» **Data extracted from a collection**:
┄┄┄┄┄┄┄┄┄┄┄┄┄┄┄┄┄┄┄┄

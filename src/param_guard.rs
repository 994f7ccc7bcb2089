use crate::error::Result;

/// A set of hyperparameters whose values have not been checked for validity. A reference to the
/// checked hyperparameters can only be obtained after checking has completed.
///
/// The validation done in `check_ref()` and `check()` must be identical.
pub trait ParamGuard {
    /// The checked hyperparameters
    type Checked;

    /// Checks the hyperparameters and returns a reference to the checked hyperparameters if
    /// successful
    fn check_ref(&self) -> Result<&Self::Checked>;

    /// Checks the hyperparameters and returns the checked hyperparameters if successful
    fn check(self) -> Result<Self::Checked>;

    /// Calls `check()` and unwraps the result
    fn check_unwrap(self) -> Self::Checked
    where
        Self: Sized,
    {
        self.check().unwrap()
    }
}
//! Typed job factories for the common job families.
//!
//! These build well-formed records; the manager's wrappers enqueue them on
//! the correct queue.

use crate::job::{Job, PayloadMap};
use serde_json::json;

/// An entity translation job for the `translations` queue.
pub fn translation_job(
    entity_type: &str,
    entity_id: i64,
    source_lang: &str,
    target_lang: &str,
    priority: i64,
) -> Job {
    let mut payload = PayloadMap::new();
    payload.insert("entity_type".to_string(), json!(entity_type));
    payload.insert("entity_id".to_string(), json!(entity_id));
    payload.insert("source_lang".to_string(), json!(source_lang));
    payload.insert("target_lang".to_string(), json!(target_lang));

    Job::new("translation", payload).with_priority(priority)
}

/// A video pipeline job for the `video_processing` queue.
pub fn video_job(job_type: &str, video_id: i64, priority: i64) -> Job {
    let mut payload = PayloadMap::new();
    payload.insert("video_id".to_string(), json!(video_id));

    Job::new(format!("video_{}", job_type), payload).with_priority(priority)
}

/// An automation job for the `agent_tasks` queue.
pub fn agent_job(job_type: &str, payload: PayloadMap, priority: i64) -> Job {
    Job::new(format!("agent_{}", job_type), payload).with_priority(priority)
}
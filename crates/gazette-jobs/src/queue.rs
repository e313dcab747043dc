//! A single named durable queue.
//!
//! Three persistent artifacts back each queue: a priority index (sorted
//! set), a body hash (job id to serialized record, 24-hour TTL), and a
//! bounded notification list used purely as a wake channel. A fourth, the
//! dead letter list, holds serialized bodies of poison jobs.

use crate::config;
use crate::error::{QueueError, QueueResult};
use crate::job::{Job, JobStatus, PayloadMap};
use crate::metrics;
use crate::store::{QueueKeys, Store, StoreOp};
use chrono::{DateTime, Duration as ChronoDuration, Utc};
use serde::Serialize;
use std::sync::Arc;
use std::time::Duration;
use tokio_util::sync::CancellationToken;
use tracing::{debug, error, info, warn};

/// Score for the priority index. Priority dominates; within a band the
/// time term is subtracted so an earlier schedule ranks higher, and a
/// retry pushed into the future sinks below older pending jobs.
pub(crate) fn priority_score(priority: i64, scheduled_at: DateTime<Utc>) -> f64 {
    priority as f64 * 1_000_000.0 - scheduled_at.timestamp() as f64
}

/// Backoff before attempt `n` runs again: n² whole minutes.
pub(crate) fn retry_backoff(attempts: u32) -> ChronoDuration {
    ChronoDuration::minutes(i64::from(attempts) * i64::from(attempts))
}

/// Counts reported by [`Queue::stats`].
#[derive(Debug, Clone, Serialize)]
pub struct QueueStats {
    /// Jobs waiting in the priority index (pending and retrying).
    pub pending: u64,
    /// Jobs popped by a worker and executing.
    pub processing: u64,
    /// Jobs finished successfully.
    pub completed: u64,
    /// Jobs that exhausted their attempts.
    pub failed: u64,
    /// Entries in the dead letter lane.
    pub dead: u64,
    /// Most recent completion instant, if any job has completed.
    pub last_processed: Option<DateTime<Utc>>,
}

/// One named durable queue over the shared store.
pub struct Queue {
    name: String,
    store: Arc<dyn Store>,
    keys: QueueKeys,
}
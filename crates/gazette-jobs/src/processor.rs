//! Processor contract and per-queue registry.

use crate::job::{Job, PayloadMap};
use async_trait::async_trait;
use std::collections::HashMap;
use std::sync::Arc;
use thiserror::Error;
use tokio_util::sync::CancellationToken;
use tracing::info;

/// Failure reported by a processor. The text becomes the job's `error_msg`.
#[derive(Debug, Clone, Error)]
#[error("{0}")]
pub struct ProcessError(String);

impl ProcessError {
    /// Wraps a failure message.
    pub fn new(msg: impl Into<String>) -> Self {
        Self(msg.into())
    }
}

/// Optional result map merged into the job payload on completion.
pub type ProcessOutput = Option<PayloadMap>;

/// A handler for one or more job types.
///
/// Implementations may run for a long time and are expected to honour the
/// cancellation token they are handed; the worker does not enforce a
/// per-job deadline.
#[async_trait]
pub trait JobProcessor: Send + Sync {
    /// Executes a job. `Ok` may carry a result map to merge into the
    /// payload; `Err` routes the job through the retry/dead-letter path.
    async fn process(
        &self,
        cancel: &CancellationToken,
        job: &Job,
    ) -> Result<ProcessOutput, ProcessError>;

    /// Job types this processor handles. Read once at registration.
    fn accepted_types(&self) -> Vec<&'static str>;
}

/// Maps job types to processors for one worker pool. Populated during
/// initialization and immutable afterwards, so lookups need no locking.
#[derive(Default)]
pub struct ProcessorRegistry {
    processors: HashMap<String, Arc<dyn JobProcessor>>,
}

impl ProcessorRegistry {
    /// Creates an empty registry.
    pub fn new() -> Self {
        Self::default()
    }

    /// Registers a processor under every type it accepts.
    pub fn register(&mut self, processor: Arc<dyn JobProcessor>) {
        for job_type in processor.accepted_types() {
            self.processors
                .insert(job_type.to_string(), processor.clone());
            info!(job_type, "Registered job processor");
        }
    }

    /// Looks up the processor for a job type.
    pub fn get(&self, job_type: &str) -> Option<Arc<dyn JobProcessor>> {
        self.processors.get(job_type).cloned()
    }

    /// Number of registered types.
    pub fn len(&self) -> usize {
        self.processors.len()
    }

    /// True when nothing is registered.
    pub fn is_empty(&self) -> bool {
        self.processors.is_empty()
    }
}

┄┄┄┄┄┄┄┄┄┄┄┄┄┄┄┄┄┄┄┄

» **What to work on**: All entries are to be retyped with no difference from the original.

» **Response area**:
filename src/param_guard.rs
repository 994f7ccc7bcb2089
use crate::error::Result;

/// A set of hyperparameters whose values have not been checked for validity. A reference to the
/// checked hyperparameters can only be obtained after checking has completed.
///
/// The validation done in `check_ref()` and `check()` must be identical.
pub trait ParamGuard {
    /// The checked hyperparameters
    type Checked;

    /// Checks the hyperparameters and returns a reference to the checked hyperparameters if
    /// successful
    fn check_ref(&self) -> Result<&Self::Checked>;

    /// Checks the hyperparameters and returns the checked hyperparameters if successful
    fn check(self) -> Result<Self::Checked>;

    /// Calls `check()` and unwraps the result
    fn check_unwrap(self) -> Self::Checked
    where
        Self: Sized,
    {
        self.check().unwrap()
    }
}
//! Typed job factories for the common job families.
//!
//! These build well-formed records; the manager's wrappers enqueue them on
//! the correct queue.

use crate::job::{Job, PayloadMap};
use serde_json::json;

/// An entity translation job for the `translations` queue.
pub fn translation_job(
    entity_type: &str,
    entity_id: i64,
    source_lang: &str,
    target_lang: &str,
    priority: i64,
) -> Job {
    let mut payload = PayloadMap::new();
    payload.insert("entity_type".to_string(), json!(entity_type));
    payload.insert("entity_id".to_string(), json!(entity_id));
    payload.insert("source_lang".to_string(), json!(source_lang));
    payload.insert("target_lang".to_string(), json!(target_lang));

    Job::new("translation", payload).with_priority(priority)
}

/// A video pipeline job for the `video_processing` queue.
pub fn video_job(job_type: &str, video_id: i64, priority: i64) -> Job {
    let mut payload = PayloadMap::new();
    payload.insert("video_id".to_string(), json!(video_id));

    Job::new(format!("video_{}", job_type), payload).with_priority(priority)
}

/// An automation job for the `agent_tasks` queue.
pub fn agent_job(job_type: &str, payload: PayloadMap, priority: i64) -> Job {
    Job::new(format!("agent_{}", job_type), payload).with_priority(priority)
}
filename crates/gazette-jobs/src/queue.rs
repository e313dcab747043dc
//! A single named durable queue.
//!
//! Three persistent artifacts back each queue: a priority index (sorted
//! set), a body hash (job id to serialized record, 24-hour TTL), and a
//! bounded notification list used purely as a wake channel. A fourth, the
//! dead letter list, holds serialized bodies of poison jobs.

use crate::config;
use crate::error::{QueueError, QueueResult};
use crate::job::{Job, JobStatus, PayloadMap};
use crate::metrics;
use crate::store::{QueueKeys, Store, StoreOp};
use chrono::{DateTime, Duration as ChronoDuration, Utc};
use serde::Serialize;
use std::sync::Arc;
use std::time::Duration;
use tokio_util::sync::CancellationToken;
use tracing::{debug, error, info, warn};

/// Score for the priority index. Priority dominates; within a band the
/// time term is subtracted so an earlier schedule ranks higher, and a
/// retry pushed into the future sinks below older pending jobs.
pub(crate) fn priority_score(priority: i64, scheduled_at: DateTime<Utc>) -> f64 {
    priority as f64 * 1_000_000.0 - scheduled_at.timestamp() as f64
}

/// Backoff before attempt `n` runs again: n² whole minutes.
pub(crate) fn retry_backoff(attempts: u32) -> ChronoDuration {
    ChronoDuration::minutes(i64::from(attempts) * i64::from(attempts))
}

/// Counts reported by [`Queue::stats`].
#[derive(Debug, Clone, Serialize)]
pub struct QueueStats {
    /// Jobs waiting in the priority index (pending and retrying).
    pub pending: u64,
    /// Jobs popped by a worker and executing.
    pub processing: u64,
    /// Jobs finished successfully.
    pub completed: u64,
    /// Jobs that exhausted their attempts.
    pub failed: u64,
    /// Entries in the dead letter lane.
    pub dead: u64,
    /// Most recent completion instant, if any job has completed.
    pub last_processed: Option<DateTime<Utc>>,
}

/// One named durable queue over the shared store.
pub struct Queue {
    name: String,
    store: Arc<dyn Store>,
    keys: QueueKeys,
}
filename crates/gazette-jobs/src/processor.rs
//! Processor contract and per-queue registry.

use crate::job::{Job, PayloadMap};
use async_trait::async_trait;
use std::collections::HashMap;
use std::sync::Arc;
use thiserror::Error;
use tokio_util::sync::CancellationToken;
use tracing::info;

/// Failure reported by a processor. The text becomes the job's `error_msg`.
#[derive(Debug, Clone, Error)]
#[error("{0}")]
pub struct ProcessError(String);

impl ProcessError {
    /// Wraps a failure message.
    pub fn new(msg: impl Into<String>) -> Self {
        Self(msg.into())
    }
}

/// Optional result map merged into the job payload on completion.
pub type ProcessOutput = Option<PayloadMap>;

/// A handler for one or more job types.
///
/// Implementations may run for a long time and are expected to honour the
/// cancellation token they are handed; the worker does not enforce a
/// per-job deadline.
#[async_trait]
pub trait JobProcessor: Send + Sync {
    /// Executes a job. `Ok` may carry a result map to merge into the
    /// payload; `Err` routes the job through the retry/dead-letter path.
    async fn process(
        &self,
        cancel: &CancellationToken,
        job: &Job,
    ) -> Result<ProcessOutput, ProcessError>;

    /// Job types this processor handles. Read once at registration.
    fn accepted_types(&self) -> Vec<&'static str>;
}

/// Maps job types to processors for one worker pool. Populated during
/// initialization and immutable afterwards, so lookups need no locking.
#[derive(Default)]
pub struct ProcessorRegistry {
    processors: HashMap<String, Arc<dyn JobProcessor>>,
}

impl ProcessorRegistry {
    /// Creates an empty registry.
    pub fn new() -> Self {
        Self::default()
    }

    /// Registers a processor under every type it accepts.
    pub fn register(&mut self, processor: Arc<dyn JobProcessor>) {
        for job_type in processor.accepted_types() {
            self.processors
                .insert(job_type.to_string(), processor.clone());
            info!(job_type, "Registered job processor");
        }
    }

    /// Looks up the processor for a job type.
    pub fn get(&self, job_type: &str) -> Option<Arc<dyn JobProcessor>> {
        self.processors.get(job_type).cloned()
    }

    /// Number of registered types.
    pub fn len(&self) -> usize {
        self.processors.len()
    }

    /// True when nothing is registered.
    pub fn is_empty(&self) -> bool {
        self.processors.is_empty()
    }
}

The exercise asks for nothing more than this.